The task:
Which lines below include the string "collect"? Please show each one.

[Dataset entries]
===============

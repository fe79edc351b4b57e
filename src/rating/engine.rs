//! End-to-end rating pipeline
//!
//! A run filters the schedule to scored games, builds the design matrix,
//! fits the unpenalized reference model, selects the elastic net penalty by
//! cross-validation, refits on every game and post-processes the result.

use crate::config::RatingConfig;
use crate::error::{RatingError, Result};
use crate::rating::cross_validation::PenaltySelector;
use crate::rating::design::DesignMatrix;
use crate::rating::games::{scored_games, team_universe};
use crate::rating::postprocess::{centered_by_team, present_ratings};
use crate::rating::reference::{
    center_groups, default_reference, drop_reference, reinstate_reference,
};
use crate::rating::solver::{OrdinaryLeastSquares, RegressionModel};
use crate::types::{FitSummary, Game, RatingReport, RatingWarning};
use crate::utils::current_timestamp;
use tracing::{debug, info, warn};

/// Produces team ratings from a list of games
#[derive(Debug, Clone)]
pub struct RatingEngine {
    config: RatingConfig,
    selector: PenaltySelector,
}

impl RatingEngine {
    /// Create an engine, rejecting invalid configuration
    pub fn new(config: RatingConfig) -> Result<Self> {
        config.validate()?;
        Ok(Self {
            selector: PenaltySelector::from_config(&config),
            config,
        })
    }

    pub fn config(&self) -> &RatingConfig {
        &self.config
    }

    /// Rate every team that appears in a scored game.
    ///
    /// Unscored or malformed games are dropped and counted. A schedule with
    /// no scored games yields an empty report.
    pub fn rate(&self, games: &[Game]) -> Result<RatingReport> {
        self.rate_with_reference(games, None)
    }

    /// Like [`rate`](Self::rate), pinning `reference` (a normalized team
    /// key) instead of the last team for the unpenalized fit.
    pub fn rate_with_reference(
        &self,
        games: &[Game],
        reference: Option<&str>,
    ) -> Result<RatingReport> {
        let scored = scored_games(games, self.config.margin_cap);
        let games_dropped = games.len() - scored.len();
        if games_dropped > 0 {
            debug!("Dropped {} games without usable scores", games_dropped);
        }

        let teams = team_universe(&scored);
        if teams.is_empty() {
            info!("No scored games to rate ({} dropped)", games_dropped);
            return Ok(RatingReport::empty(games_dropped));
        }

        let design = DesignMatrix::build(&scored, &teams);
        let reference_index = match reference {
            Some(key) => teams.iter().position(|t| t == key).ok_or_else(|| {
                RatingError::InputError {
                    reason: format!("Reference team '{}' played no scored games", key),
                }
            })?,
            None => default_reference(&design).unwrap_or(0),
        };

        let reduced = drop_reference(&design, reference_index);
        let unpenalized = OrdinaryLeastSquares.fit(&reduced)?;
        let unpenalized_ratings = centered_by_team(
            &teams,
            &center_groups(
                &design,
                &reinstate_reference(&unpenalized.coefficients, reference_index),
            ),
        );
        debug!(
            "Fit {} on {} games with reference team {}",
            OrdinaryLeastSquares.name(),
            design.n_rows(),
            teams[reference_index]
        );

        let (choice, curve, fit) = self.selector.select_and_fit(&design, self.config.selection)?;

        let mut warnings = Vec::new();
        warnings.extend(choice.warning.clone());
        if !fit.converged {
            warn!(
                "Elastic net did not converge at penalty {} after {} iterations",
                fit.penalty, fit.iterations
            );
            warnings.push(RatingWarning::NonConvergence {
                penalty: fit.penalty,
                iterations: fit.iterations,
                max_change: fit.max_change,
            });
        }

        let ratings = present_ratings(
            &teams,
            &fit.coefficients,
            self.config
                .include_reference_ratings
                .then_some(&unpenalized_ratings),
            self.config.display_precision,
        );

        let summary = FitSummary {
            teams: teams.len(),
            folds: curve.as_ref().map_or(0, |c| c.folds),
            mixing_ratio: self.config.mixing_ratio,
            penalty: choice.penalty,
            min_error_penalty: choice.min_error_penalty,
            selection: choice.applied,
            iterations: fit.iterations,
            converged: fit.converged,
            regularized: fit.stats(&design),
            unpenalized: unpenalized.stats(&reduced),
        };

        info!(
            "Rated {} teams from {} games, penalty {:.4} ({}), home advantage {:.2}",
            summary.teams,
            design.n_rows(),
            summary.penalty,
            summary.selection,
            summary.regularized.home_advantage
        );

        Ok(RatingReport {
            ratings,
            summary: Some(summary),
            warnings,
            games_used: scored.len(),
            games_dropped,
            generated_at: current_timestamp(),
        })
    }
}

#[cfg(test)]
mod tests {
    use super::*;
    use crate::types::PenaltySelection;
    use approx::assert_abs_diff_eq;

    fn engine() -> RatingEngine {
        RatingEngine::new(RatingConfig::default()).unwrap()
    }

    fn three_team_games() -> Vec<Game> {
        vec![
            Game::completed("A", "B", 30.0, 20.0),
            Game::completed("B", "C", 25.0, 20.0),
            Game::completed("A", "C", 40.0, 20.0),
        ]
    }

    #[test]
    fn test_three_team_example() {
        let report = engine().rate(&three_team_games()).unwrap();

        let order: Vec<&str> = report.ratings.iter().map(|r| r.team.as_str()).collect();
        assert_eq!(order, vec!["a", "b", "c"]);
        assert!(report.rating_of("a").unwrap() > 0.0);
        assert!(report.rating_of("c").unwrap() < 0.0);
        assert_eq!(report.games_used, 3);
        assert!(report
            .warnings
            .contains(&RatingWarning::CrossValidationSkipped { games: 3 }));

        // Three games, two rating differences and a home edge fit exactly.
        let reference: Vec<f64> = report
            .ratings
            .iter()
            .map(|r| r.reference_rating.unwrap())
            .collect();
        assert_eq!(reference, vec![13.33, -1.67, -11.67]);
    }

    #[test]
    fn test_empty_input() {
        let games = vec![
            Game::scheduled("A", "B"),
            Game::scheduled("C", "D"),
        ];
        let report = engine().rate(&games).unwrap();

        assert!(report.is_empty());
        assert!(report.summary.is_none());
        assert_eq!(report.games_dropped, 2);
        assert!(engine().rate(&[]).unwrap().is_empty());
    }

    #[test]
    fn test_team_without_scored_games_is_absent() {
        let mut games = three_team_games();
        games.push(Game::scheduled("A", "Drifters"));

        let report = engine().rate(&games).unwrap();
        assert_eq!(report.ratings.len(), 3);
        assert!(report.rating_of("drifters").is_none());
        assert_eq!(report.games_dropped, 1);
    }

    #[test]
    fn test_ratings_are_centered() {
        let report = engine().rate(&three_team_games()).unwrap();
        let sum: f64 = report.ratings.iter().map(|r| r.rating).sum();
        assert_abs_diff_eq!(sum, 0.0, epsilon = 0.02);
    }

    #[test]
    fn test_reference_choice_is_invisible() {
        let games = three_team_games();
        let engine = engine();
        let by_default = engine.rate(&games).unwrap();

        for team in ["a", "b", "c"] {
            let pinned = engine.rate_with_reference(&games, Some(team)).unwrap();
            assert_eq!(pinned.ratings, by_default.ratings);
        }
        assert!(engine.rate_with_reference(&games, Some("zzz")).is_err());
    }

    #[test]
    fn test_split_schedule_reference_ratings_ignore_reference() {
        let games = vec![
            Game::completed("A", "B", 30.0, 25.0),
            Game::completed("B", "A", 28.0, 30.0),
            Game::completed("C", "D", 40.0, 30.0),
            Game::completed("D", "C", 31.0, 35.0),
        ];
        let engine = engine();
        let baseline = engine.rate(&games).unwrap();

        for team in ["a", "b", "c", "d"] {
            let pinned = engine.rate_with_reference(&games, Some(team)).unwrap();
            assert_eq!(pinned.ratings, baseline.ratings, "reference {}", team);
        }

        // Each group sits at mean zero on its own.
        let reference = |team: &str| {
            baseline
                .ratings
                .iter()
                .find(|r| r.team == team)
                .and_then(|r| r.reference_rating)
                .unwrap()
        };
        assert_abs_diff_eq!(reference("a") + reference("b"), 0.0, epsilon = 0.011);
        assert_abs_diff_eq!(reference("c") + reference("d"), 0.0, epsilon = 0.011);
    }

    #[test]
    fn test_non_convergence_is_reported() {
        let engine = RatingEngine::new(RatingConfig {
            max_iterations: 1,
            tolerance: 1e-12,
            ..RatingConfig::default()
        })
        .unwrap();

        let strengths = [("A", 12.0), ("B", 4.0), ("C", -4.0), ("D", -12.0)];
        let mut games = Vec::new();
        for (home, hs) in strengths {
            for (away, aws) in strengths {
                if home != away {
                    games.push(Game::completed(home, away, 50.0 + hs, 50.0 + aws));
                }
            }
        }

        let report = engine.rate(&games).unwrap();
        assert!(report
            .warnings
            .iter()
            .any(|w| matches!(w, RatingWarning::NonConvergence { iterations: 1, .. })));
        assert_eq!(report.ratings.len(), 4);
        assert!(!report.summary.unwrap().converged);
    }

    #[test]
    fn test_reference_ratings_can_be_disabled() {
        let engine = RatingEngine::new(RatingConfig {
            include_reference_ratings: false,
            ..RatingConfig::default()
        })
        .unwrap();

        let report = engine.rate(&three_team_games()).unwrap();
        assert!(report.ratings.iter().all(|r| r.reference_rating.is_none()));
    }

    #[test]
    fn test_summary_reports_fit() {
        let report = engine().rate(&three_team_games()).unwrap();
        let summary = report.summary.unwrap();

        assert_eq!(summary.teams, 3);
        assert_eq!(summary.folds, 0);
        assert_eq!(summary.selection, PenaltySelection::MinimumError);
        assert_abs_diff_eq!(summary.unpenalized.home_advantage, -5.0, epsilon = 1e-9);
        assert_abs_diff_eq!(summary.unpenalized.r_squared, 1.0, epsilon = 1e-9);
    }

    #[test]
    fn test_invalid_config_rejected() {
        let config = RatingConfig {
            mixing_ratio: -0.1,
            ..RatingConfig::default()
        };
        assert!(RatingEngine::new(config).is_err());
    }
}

===============

Exercise result:
        let order: Vec<&str> = report.ratings.iter().map(|r| r.team.as_str()).collect();
            .collect();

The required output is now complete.